| The problem |
Your response should be an exact reproduction of the data below, beginning at the line containing "pub mod client;" and ending with the final line.

:: Extracted entries ::

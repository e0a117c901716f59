//! Durable record model.
//!
//! sled carries plain byte values and has no native TTL, so a record encodes
//! its own reservation lease: a placeholder is an empty url plus an absolute
//! expiry, a resolved record is a non-empty url and no expiry. Resolved
//! records are immutable; keys are never reused after resolution.

use serde::{Deserialize, Serialize};

use crate::errors::Result;

#[derive(Debug, Clone, PartialEq, Eq, Serialize, Deserialize)]
pub struct Record {
    /// Target URL; empty for a reservation placeholder.
    pub url: String,
    /// Lease expiry (unix seconds) for placeholders, `None` once resolved.
    #[serde(default, skip_serializing_if = "Option::is_none")]
    pub reserved_until: Option<i64>,
}

impl Record {
    pub fn resolved(url: impl Into<String>) -> Self {
        Record {
            url: url.into(),
            reserved_until: None,
        }
    }

    pub fn placeholder(reserved_until: i64) -> Self {
        Record {
            url: String::new(),
            reserved_until: Some(reserved_until),
        }
    }

    pub fn is_placeholder(&self) -> bool {
        self.url.is_empty()
    }

    /// A placeholder whose lease has passed is reclaimable: the uniqueness
    /// probe treats it as free and a late commit must be refused.
    pub fn lease_expired(&self, now: i64) -> bool {
        self.is_placeholder() && self.reserved_until.is_none_or(|t| t <= now)
    }

    pub fn encode(&self) -> Result<Vec<u8>> {
        Ok(serde_json::to_vec(self)?)
    }

    pub fn decode(raw: &[u8]) -> Result<Self> {
        Ok(serde_json::from_slice(raw)?)
    }
}
//! Shortpool - a horizontally scalable URL shortener
//!
//! Two tiers share this library:
//! - the **store engine** (`shortpool-store`): a sled-backed transactional
//!   key -> url table that guarantees globally unique base-62 keys under
//!   concurrent writers and leases out batches of pre-reserved keys;
//! - the **cache node** (`shortpool-node`): a front-line server that answers
//!   creates from a local pool of reserved keys and reads from a local cache
//!   with negative-result caching, propagating writes back to the store
//!   engine asynchronously.
//!
//! # Architecture
//! - `storage`: durable store engine (key codec, record model, transactions)
//! - `cache`: node-local read cache and reservation pool
//! - `client`: store-engine client seam (HTTP and in-process)
//! - `services`: node business logic and the write-behind queue
//! - `api`: actix-web handlers and wire DTOs for both tiers
//! - `config`: configuration management
//! - `system`: logging and platform glue

pub mod api;
pub mod cache;
pub mod client;
pub mod config;
pub mod errors;
pub mod services;
pub mod storage;
pub mod system;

:::

| Expected output |
pub mod client;
pub mod config;
pub mod errors;
pub mod services;
pub mod storage;
pub mod system;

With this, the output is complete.